L’Autorité des marchés financiers est une Autorité sans autorité

De deux choses l’une. Ou bien les acteurs du monde des affaires ont été beaucoup sages ou ils ont été beaucoup plus discrets. Ou l’Autorité des marchés financiers (AMF) a découragé les acteurs de commettre des infractions, ou elle est décourageante et n’a rien vu. En 2009, l’AMF a publié 23 sanctions concernant 17 personnes physiques et 23 personnes morales (16 dossiers ont été transmis au Parquet dont la moitiés concerne des délits d’initiés). Un an plus tôt 34 décisions avait sanctionné 72 personnes physiques ou morales (20 dossiers transmis au Parquet, dont 14 délits d’initiés). Pour connaître les noms des sanctionnés l’AMF n’en tient aucun compte et renvoie à la compilation de ses décisions. Cela nous prendra un peu de temps, mais nous devrions y arriver.

La bonne question est donc : l’Autorité des marchés financiers a-t-elle de l’autorité? Pour le dire brutalement, elle n’en a aucune. L’autorité suppose d’exercer la surveillance des marchés et de pouvoir sanctionner les acteurs financiers. L’AMF surveille mais ne sanctionne pas. Montrée du doigt, ici même, après la non-sanction des dirigeants d’EADS qui avaient vendu leurs actions au plus haut juste après avoir appris que des retards importants allaient affecter la sortie de l’A380, n’était en rien fautive.

Le législateur a même mis en place une drôle de mécanique qui débouche sur la mise à l’écart de l’AMF quand il s’agit de prendre des sanctions. Le secrétaire général de l’AMF, Jean-Pierre Jouyet aujourd’hui, peut ouvrir des enquêtes, mais pas les refermer.
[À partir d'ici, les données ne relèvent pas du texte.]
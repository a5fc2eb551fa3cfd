//! Browser driver seam
//!
//! The conversation core only talks to the traits in this module. The
//! production implementation drives Chrome over CDP via chromiumoxide
//! (see [`wrapper`] and [`crate::manager::ChromeDriver`]); tests plug in a
//! scripted driver.

mod wrapper;

pub use crate::browser_setup::{download_managed_browser, find_browser_executable};
pub use wrapper::{BrowserWrapper, ChromeTab, launch_browser};

use async_trait::async_trait;
use futures::stream::BoxStream;
use thiserror::Error;

#[derive(Error, Debug)]
pub enum BrowserError {
    #[error("Failed to launch browser: {0}")]
    LaunchFailed(String),

    #[error("Timed out after {after_ms}ms waiting for {what}")]
    Timeout { what: String, after_ms: u64 },

    #[error("No element matches selector '{selector}'")]
    NoSuchElement { selector: String },

    #[error("Browser protocol error: {0}")]
    Protocol(String),
}

pub type BrowserResult<T> = Result<T, BrowserError>;

/// Identifier of a newly opened browser tab
#[derive(Debug, Clone, PartialEq, Eq, Hash)]
pub struct TabId(pub String);

/// A network response observed on a capture tab
#[derive(Debug, Clone)]
pub struct NetworkResponse {
    /// Driver-specific handle used to fetch the body later
    pub request_id: String,
    pub url: String,
    /// Value of the `content-type` header, if the response carried one
    pub content_type: Option<String>,
    /// MIME type as classified by the browser itself
    pub mime_type: Option<String>,
}

pub type TabStream = BoxStream<'static, BrowserResult<TabId>>;
pub type ResponseStream = BoxStream<'static, BrowserResult<NetworkResponse>>;

/// Launches isolated browser sessions, one per conversation.
#[async_trait]
pub trait BrowserDriver: Send + Sync {
    async fn launch(&self) -> BrowserResult<Box<dyn PortalSession>>;
}

/// A live, exclusively owned browser session.
///
/// Every method takes `&mut self`: the underlying page is not safe for
/// concurrent command issuance, so only one action may be in flight.
#[async_trait]
pub trait PortalSession: Send {
    /// Stable identifier, used in logs
    fn id(&self) -> &str;

    async fn navigate(&mut self, url: &str) -> BrowserResult<()>;

    /// Wait until `selector` matches, and when `visible` is set, until the
    /// element is rendered with a non-empty box.
    async fn wait_for_element(&mut self, selector: &str, visible: bool) -> BrowserResult<()>;

    async fn click(&mut self, selector: &str) -> BrowserResult<()>;

    async fn type_text(&mut self, selector: &str, text: &str) -> BrowserResult<()>;

    async fn wait_for_navigation(&mut self) -> BrowserResult<()>;

    async fn read_checked(&mut self, selector: &str) -> BrowserResult<bool>;

    async fn current_url(&mut self) -> BrowserResult<Option<String>>;

    /// Arm a watcher yielding page-type tabs opened after this call returns.
    async fn watch_new_tabs(&mut self) -> BrowserResult<TabStream>;

    /// Resolve a tab reported by [`PortalSession::watch_new_tabs`].
    ///
    /// Response watching starts as soon as the tab is attached; the first
    /// [`CaptureTab::watch_responses`] call yields everything seen since.
    async fn open_tab(&mut self, tab: &TabId) -> BrowserResult<Box<dyn CaptureTab>>;

    /// Release every resource held by the session.
    async fn close(self: Box<Self>) -> BrowserResult<()>;
}

/// A tab opened by the portal, observed for a downloadable document.
#[async_trait]
pub trait CaptureTab: Send {
    async fn bring_to_front(&mut self) -> BrowserResult<()>;

    /// Responses served to the tab, starting from when it was attached on
    /// the first call and from the call itself afterwards.
    async fn watch_responses(&mut self) -> BrowserResult<ResponseStream>;

    async fn read_body(&mut self, response: &NetworkResponse) -> BrowserResult<Vec<u8>>;

    async fn close(self: Box<Self>) -> BrowserResult<()>;
}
Les enquêteurs désignés par l’AMF se mettent au travail et rendent un rapport écrit au Collège de l’AMF. Si le gendarme de la bourse décide que des poursuites doivent être engagées elle adresse des “notifications de griefs” aux personnes concernées et transmet le rapport d’enquête à la Commission des sanctions.

A partir de ce moment l’AMF ne va plus jouer qu’un rôle de télégraphiste. Elle publiera des décisions qui lui échappent. En effet, la Commission des sanctions (Faits et chiffres 2008, p.15) est composée de douze membres. Quatre, dont l’actuel président Daniel Labetoulle, sont désignés par le Conseil d’Etat et la Cour de Cassation. Six sont installés par le ministre de l’Economie et des Finances. Deux représentent les salariés des sociétés gestionnaires, des entreprises de marché, mais sont désignés par Bercy. Enfin, un représentant du Trésor, qui fait office de Commissaire du gouvernement, est présent sans avoir de voix délibérative. Il peut tout de même demander une seconde délibération. Le pouvoir de sanctionner appartient donc à Bercy et pas à l’AMF.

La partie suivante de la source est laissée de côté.